Experiment 2: Tracking Chromosomes Through Mitosis
Post-Lab Analysis
| Question | Answer |
|---|---|
| Chromosome number before mitosis | 46 chromosomes |
| Chromosome number after mitosis | 46 chromosomes per daughter cell |
| Example of cells undergoing mitosis | Somatic cells, ensuring tissue integrity |
| Reason skin cells divide faster than neurons | Continuous renewal vs. specialization |
| Effect of unequal chromatid separation | Genetic imbalance and potential disorders |
Experiment 3: Tracking Chromosomal DNA Movement Through Meiosis
Post-Lab Analysis
| Question | Answer |
|---|---|
| Role of crossing over | Creates genetic variation in gametes |
| Ploidy after meiosis I | Haploid |
| Ploidy after meiosis II | Haploid (four cells) |
| Difference between meiosis I and II | Homologs vs. sister chromatids |
| Severity of nondisjunction | More severe in meiosis I |
| Purpose of chromosome reduction | Maintain species chromosome number |
| Chromosome count in blue whales | Gametes: 22; mitosis: 44 |
Experiment 4: The Importance of Cell Cycle Control
Examples of Chromosomal Abnormalities
| Condition | Description |
|---|---|
| Turner Syndrome (XO) | Missing one X chromosome |
| Klinefelter Syndrome (XXY) | Extra X chromosome |
| Angelman Syndrome | Chromosomal deletion |
| Triple X Syndrome (XXX) | Extra X chromosome |
| HeLa Cells | Immortal cancer cell line |
Post-Lab Discussion
Cancer cells are predicted to display abnormal shapes and division patterns due to defective cell cycle checkpoints. Disruption of cell cycle regulation contributes to both inherited and acquired diseases.

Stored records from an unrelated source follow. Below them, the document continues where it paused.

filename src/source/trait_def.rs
use crate::songs::{filter, Mood, Song};
use async_trait::async_trait;
use thiserror::Error;

#[derive(Debug, Error, Clone, PartialEq, Eq)]
pub enum FetchError {
    /// The songs could not be retrieved. The underlying cause is logged where it
    /// happens and not carried here.
    #[error("Failed to fetch songs")]
    FetchFailed,
}

/// Where the browser gets its songs from.
#[async_trait]
pub trait SongSource: Send + Sync {
    /// Short name used in logs and the CLI prompt.
    fn name(&self) -> &'static str;

    async fn get_by_mood(&self, mood: &Mood) -> Result<Vec<Song>, FetchError>;

    async fn available_moods(&self) -> Result<Vec<Mood>, FetchError>;

    async fn search(&self, mood: &Mood, term: &str) -> Result<Vec<Song>, FetchError> {
        let songs = self.get_by_mood(mood).await?;
        Ok(filter(&songs, term).into_iter().cloned().collect())
    }
}
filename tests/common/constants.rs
//! Shared constants for end-to-end tests
//!
//! When test data changes (user credentials, seeded songs), update only this file.
#![allow(dead_code)]

// ============================================================================
// Test User Credentials
// ============================================================================

pub const TEST_USER: &str = "testuser";

pub const TEST_EMAIL: &str = "testuser@moodtunes.test";

pub const TEST_PASS: &str = "testpass123";

pub const OTHER_USER: &str = "otheruser";

pub const OTHER_EMAIL: &str = "otheruser@moodtunes.test";

pub const OTHER_PASS: &str = "otherpass123";

// ============================================================================
// Seeded Songs
// ============================================================================

/// Songs seeded for each of the four moods.
pub const SONGS_PER_MOOD: usize = 5;

pub const SEEDED_SONGS_COUNT: usize = 20;

pub const SEEDED_MOODS: [&str; 4] = ["happy", "sad", "angry", "relaxed"];

/// First seeded song, "Happy" by Pharrell Williams.
pub const FIRST_SONG_ID: u64 = 1;

// ============================================================================
// Timeouts
// ============================================================================

pub const SERVER_READY_TIMEOUT_MS: u64 = 5000;

pub const SERVER_READY_POLL_INTERVAL_MS: u64 = 10;

pub const REQUEST_TIMEOUT_SECS: u64 = 5;
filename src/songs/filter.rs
use super::{Catalog, Mood, Song};

fn field_matches(field: &str, needle: &str) -> bool {
    field.to_lowercase().contains(needle)
}

/// Returns the songs whose title, artist or genre contains `term`, ignoring case.
///
/// An empty term keeps every song. The term is used as-is (no trimming, no
/// tokenization) and the input order is preserved.
pub fn filter<'a>(songs: &'a [Song], term: &str) -> Vec<&'a Song> {
    if term.is_empty() {
        return songs.iter().collect();
    }
    let needle = term.to_lowercase();
    songs
        .iter()
        .filter(|song| {
            field_matches(&song.title, &needle)
                || field_matches(&song.artist, &needle)
                || song
                    .genre
                    .as_deref()
                    .is_some_and(|genre| field_matches(genre, &needle))
        })
        .collect()
}

/// A mood selection plus an optional search term.
#[derive(Clone, Debug, PartialEq, Eq)]
pub struct Query {
    pub mood: Mood,
    pub term: Option<String>,
}

impl Query {
    pub fn new(mood: Mood) -> Query {
        Query { mood, term: None }
    }

    pub fn with_term<T: Into<String>>(mut self, term: T) -> Query {
        self.term = Some(term.into());
        self
    }

    pub fn run<'a>(&self, catalog: &'a Catalog) -> Vec<&'a Song> {
        filter(
            catalog.get_songs(&self.mood),
            self.term.as_deref().unwrap_or(""),
        )
    }
}
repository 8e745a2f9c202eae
mod versioned_schema;

pub use versioned_schema::{
    open_versioned_db, Column, ForeignKey, ForeignKeyOnChange, SqlType, Table, VersionedSchema,
    BASE_DB_VERSION, DEFAULT_TIMESTAMP,
};
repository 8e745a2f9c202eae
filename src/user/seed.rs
//! Demo accounts for local setups.

use super::{UserError, UserManager};
use tracing::info;

pub const TEST_USERS_PASSWORD: &str = "test123";

/// (username, email)
pub const TEST_USERS: &[(&str, &str)] = &[
    ("rajesh_bangalore", "rajesh.kumar@bangalore.in"),
    ("priya_chennai", "priya.ramesh@chennai.in"),
    ("venkat_hyderabad", "venkat.reddy@hyderabad.in"),
    ("lakshmi_kochi", "lakshmi.nair@kochi.in"),
    ("arun_mysore", "arun.rao@mysore.in"),
    ("deepa_vizag", "deepa.sastry@vizag.in"),
    ("karthik_coimbatore", "karthik.swamy@coimbatore.in"),
    ("meena_trivandrum", "meena.pillai@trivandrum.in"),
    ("suresh_madurai", "suresh.iyer@madurai.in"),
    ("anitha_mangalore", "anitha.shetty@mangalore.in"),
];

#[derive(Debug, Default, PartialEq, Eq)]
pub struct SeedReport {
    pub added: Vec<String>,
    pub skipped: Vec<String>,
}

/// Creates the demo accounts, all with [`TEST_USERS_PASSWORD`]. A user whose username
/// or email is already taken is skipped.
pub fn seed_test_users(user_manager: &UserManager) -> Result<SeedReport, UserError> {
    let mut report = SeedReport::default();
    for (username, email) in TEST_USERS {
        let taken = user_manager.find_user(username)?.is_some()
            || user_manager.find_user(email)?.is_some();
        if taken {
            report.skipped.push(username.to_string());
            continue;
        }
        user_manager.add_user(username, email, TEST_USERS_PASSWORD)?;
        report.added.push(username.to_string());
    }
    info!(
        "Seeded test users: {} added, {} skipped",
        report.added.len(),
        report.skipped.len()
    );
    Ok(report)
}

Somatic mutations that cause cancer are not passed to offspring because they do not affect germ cells. Cells lacking cycle control often exhibit abnormal karyotypes due to nondisjunction events.
HeLa cells are extensively used in research because of their unlimited division capacity, making them valuable for studying cancer biology and therapeutic development.
The p53 protein functions as a critical tumor suppressor by regulating DNA repair, cell cycle arrest, and apoptosis. Mutations in p53 compromise genome stability and promote cancer progression.
The Philadelphia chromosome results from a translocation between chromosomes 9 and 22, creating an abnormal tyrosine kinase that drives uncontrolled cell division, particularly in chronic myeloid leukemia.
References
Alberts, B., Johnson, A., Lewis, J., et al. (2015). Molecular Biology of the Cell (6th ed.). Garland Science.
Cooper, G. M. (2000). The Cell: A Molecular Approach (2nd ed.). Sinauer Associates.
Lodish, H., Berk, A., Kaiser, C. A., et al. (2020). Molecular Cell Biology (8th ed.). W.H. Freeman.
D312 Lab 3: Mitosis, Meiosis, and Cancer – Pre/Post Lab Insights
National Cancer Institute. (n.d.). Cancer and the Cell Cycle. https://www.cancer.gov/about-cancer/understanding/what-is-cancer
Weinberg, R. A. (2014). The Biology of Cancer (2nd ed.). Garland Science.